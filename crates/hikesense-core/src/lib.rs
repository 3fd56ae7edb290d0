//! # hikesense-core
//!
//! Core telemetry and session logic for the HikeSense hiking companion.
//!
//! This crate provides:
//! - A Bluetooth Low Energy link to the HikeSense heart rate wearable
//! - Windowed anomaly detection with a throttled alert dispatcher
//! - The hike session state machine and end-of-hike summary
//! - Clients for the account backend and the directions service
//!
//! ## Architecture
//!
//! The crate is organized into the following modules:
//!
//! - [`bluetooth`] - Sensor discovery, connection and notification decoding
//! - [`anomaly`] - Tachycardia/bradycardia detection and alert throttling
//! - [`session`] - Hike lifecycle from selection to backend submission
//! - [`telemetry`] - Fans sensor readings out to alerts and the session
//! - [`backend`] - HTTP clients for alerts, SOS, sessions and routes
//! - [`polyline`] - Encoded polyline codec for route geometry
//! - [`location`] - Source of the user's current position
//! - [`clock`] - Injectable wall clock
//! - [`config`] - Application configuration loading, saving, and validation
//! - [`error`] - Unified error types for the crate
//! - [`types`] - Shared types and OpenAPI schemas

#![forbid(unsafe_code)]
#![warn(clippy::all, clippy::pedantic, clippy::nursery)]
#![warn(missing_docs)]

pub mod anomaly;
pub mod backend;
pub mod bluetooth;
pub mod clock;
pub mod config;
pub mod error;
pub mod location;
pub mod polyline;
pub mod session;
pub mod telemetry;
pub mod types;

// Re-export primary types for convenience
pub use anomaly::{
    AlertMonitor, AlertOutcome, AlertSnapshot, AnomalyDetector, AnomalyKind, Assessment, PendingAlert,
};
pub use backend::{
    Backend, BackendError, BackendResult, DirectionsProvider, GoogleDirections, HttpBackend,
};
#[cfg(feature = "bluetooth")]
pub use bluetooth::bluez::BluezTransport;
pub use bluetooth::mock::{MockPermissions, MockTransport};
pub use bluetooth::{
    BleTransport, DeviceLink, LinkError, LinkResult, LinkState, LinkStatus, PermissionGate,
    ReadingSubscription,
};
pub use clock::{Clock, SystemClock};
pub use config::{
    AlertConfig, BackendConfig, ConfigError, ConfigResult, DeviceConfig, DirectionsConfig,
    HikeSenseConfig, ServerConfig,
};
pub use error::{Error, HikeSenseError, Result};
pub use location::{LocationProvider, ReportedLocation};
pub use session::{
    PendingSos, PendingSubmission, RouteLookup, SessionError, SessionManager, SessionRecord,
    SessionState, SubmissionReport,
};
pub use telemetry::{run_pipeline, PipelineSummary};
pub use types::{GeoPoint, HealthResponse, Hike, HikeAlert, Reading};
==================================================
- [PROBLEM] Transcribe the lines above between the line holding "repository 3fd56ae7edb290d0" and the line holding "to backend submission", inclusive, exactly as they stand and with nothing added.

- [TASK OUTPUT]
repository 3fd56ae7edb290d0
//! # hikesense-core
//!
//! Core telemetry and session logic for the HikeSense hiking companion.
//!
//! This crate provides:
//! - A Bluetooth Low Energy link to the HikeSense heart rate wearable
//! - Windowed anomaly detection with a throttled alert dispatcher
//! - The hike session state machine and end-of-hike summary
//! - Clients for the account backend and the directions service
//!
//! ## Architecture
//!
//! The crate is organized into the following modules:
//!
//! - [`bluetooth`] - Sensor discovery, connection and notification decoding
//! - [`anomaly`] - Tachycardia/bradycardia detection and alert throttling
//! - [`session`] - Hike lifecycle from selection to backend submission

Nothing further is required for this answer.